And so for Lent, I'm giving up eating like I'm traveling, and hopefully traveling too. This is not a sustainable pattern unless I'm planning on gaining a lot of weight or training to be some kind of Olympic athlete in a sport where middle-aged women can excel.

So here's what's cooking this week.

Meatless Monday
On the Fly Orzo Salad. With 70-degree weather and daylight savings kicking in, we may even eat outdoors.

Tuesday
Chicken apple sausage with red peppers, onions and zukes. I've noticed that Spaniards and Bostonians do not believe chicken sausages. No recipe required.

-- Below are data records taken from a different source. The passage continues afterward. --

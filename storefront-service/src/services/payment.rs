//! Payment gateway contract.
//!
//! Checkout hands the shopper to the gateway with `request_payment` and
//! settles the order with `verify_payment` once the gateway calls back with
//! the authority it issued. Gateway wire protocols live behind the trait.

use async_trait::async_trait;
use std::collections::HashMap;
use std::sync::Mutex;

use super::error::ServiceError;

/// A charge to start. `amount` is in the smallest currency unit.
#[derive(Debug, Clone, PartialEq, Eq)]
pub struct PaymentRequest {
    pub amount: u64,
    pub callback_url: String,
    pub description: String,
}

impl PaymentRequest {
    pub fn new(
        amount: u64,
        callback_url: impl Into<String>,
        description: impl Into<String>,
    ) -> Result<Self, ServiceError> {
        let callback_url = callback_url.into();
        if amount == 0 {
            return Err(ServiceError::Validation(
                "Payment amount must be positive".to_string(),
            ));
        }
        if !(callback_url.starts_with("https://") || callback_url.starts_with("http://")) {
            return Err(ServiceError::Validation(
                "Callback URL must be an http(s) URL".to_string(),
            ));
        }

        Ok(Self {
            amount,
            callback_url,
            description: description.into(),
        })
    }
}

/// Where to send the shopper, and the handle to verify the payment by.
#[derive(Debug, Clone, PartialEq, Eq)]
pub struct PaymentRedirect {
    pub authority: String,
    pub redirect_url: String,
}

#[derive(Debug, Clone, PartialEq, Eq)]
pub struct PaymentVerification {
    pub ok: bool,
    /// Gateway receipt, present when `ok`.
    pub reference_id: Option<String>,
}

impl PaymentVerification {
    pub fn settled(reference_id: impl Into<String>) -> Self {
        Self {
            ok: true,
            reference_id: Some(reference_id.into()),
        }
    }

    pub fn declined() -> Self {
        Self {
            ok: false,
            reference_id: None,
        }
    }
}

/// External payment gateway.
///
/// A gateway that cannot be reached or answers with an error status returns
/// `ServiceError::Upstream`. A payment the gateway refuses to confirm is not
/// an error: it verifies with `ok == false`.
#[async_trait]
pub trait PaymentGateway: Send + Sync {
    async fn request_payment(
        &self,
        request: &PaymentRequest,
    ) -> Result<PaymentRedirect, ServiceError>;

    async fn verify_payment(
        &self,
        authority: &str,
        amount: u64,
    ) -> Result<PaymentVerification, ServiceError>;
}

#[derive(Default)]
struct MockLedger {
    next_id: u64,
    pending: HashMap<String, u64>,
    settled: HashMap<String, String>,
    unavailable: bool,
}

/// In-memory gateway that settles any payment verified with its original
/// amount.
#[derive(Default)]
pub struct MockPaymentGateway {
    ledger: Mutex<MockLedger>,
}

impl MockPaymentGateway {
    pub fn new() -> Self {
        Self::default()
    }

    /// Makes every following call fail as if the gateway were down.
    pub fn set_unavailable(&self, unavailable: bool) {
        if let Ok(mut ledger) = self.ledger.lock() {
            ledger.unavailable = unavailable;
        }
    }

    fn ledger(&self) -> Result<std::sync::MutexGuard<'_, MockLedger>, ServiceError> {
        let ledger = self.ledger.lock().map_err(|e| {
            ServiceError::Internal(anyhow::anyhow!("Mock gateway mutex poisoned: {}", e))
        })?;
        if ledger.unavailable {
            return Err(ServiceError::Upstream(
                "Payment gateway is unavailable".to_string(),
            ));
        }
        Ok(ledger)
    }
}

#[async_trait]
impl PaymentGateway for MockPaymentGateway {
    async fn request_payment(
        &self,
        request: &PaymentRequest,
    ) -> Result<PaymentRedirect, ServiceError> {
        let mut ledger = self.ledger()?;
        ledger.next_id += 1;
        let authority = format!("A{:035}", ledger.next_id);
        ledger.pending.insert(authority.clone(), request.amount);

        tracing::debug!(authority = %authority, amount = request.amount, "Mock payment requested");
        Ok(PaymentRedirect {
            redirect_url: format!("https://gateway.test/pay/{}", authority),
            authority,
        })
    }

    async fn verify_payment(
        &self,
        authority: &str,
        amount: u64,
    ) -> Result<PaymentVerification, ServiceError> {
        let mut ledger = self.ledger()?;

        if let Some(reference_id) = ledger.settled.get(authority) {
            return Ok(PaymentVerification::settled(reference_id.clone()));
        }

        let expected = ledger.pending.get(authority).copied();
        match expected {
            Some(expected) if expected == amount => {
                ledger.pending.remove(authority);
                let reference_id = format!("REF-{}", ledger.settled.len() + 1);
                ledger
                    .settled
                    .insert(authority.to_string(), reference_id.clone());
                Ok(PaymentVerification::settled(reference_id))
            }
            _ => Ok(PaymentVerification::declined()),
        }
    }
}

PictureLeftover curry + tonkatsu = Katsu curry!!
Wednesday
Katsu curry (Leftover Japanese curry stored from the freezer + Tonkatsu), namasu and salad.

Nearly Meatless Thursday
Okonomiyaki with kamaboko and a bit of char siu. Easy comfort food and minimal meat.

Fish on Friday
Simple Salmon baked with rock salt and fresh cracked pepper (no dill this time), rice, and roasted asparagus and tomatoes. I may add some tea rice at the end.

We had the fancy version of this at the Pineapple Room a couple of weeks ago, but it will be nice to have the home cooked simplicity.

Thank you all for keeping me honest with the weekly menu schedule. Your support is much appreciated!

Aloha to all.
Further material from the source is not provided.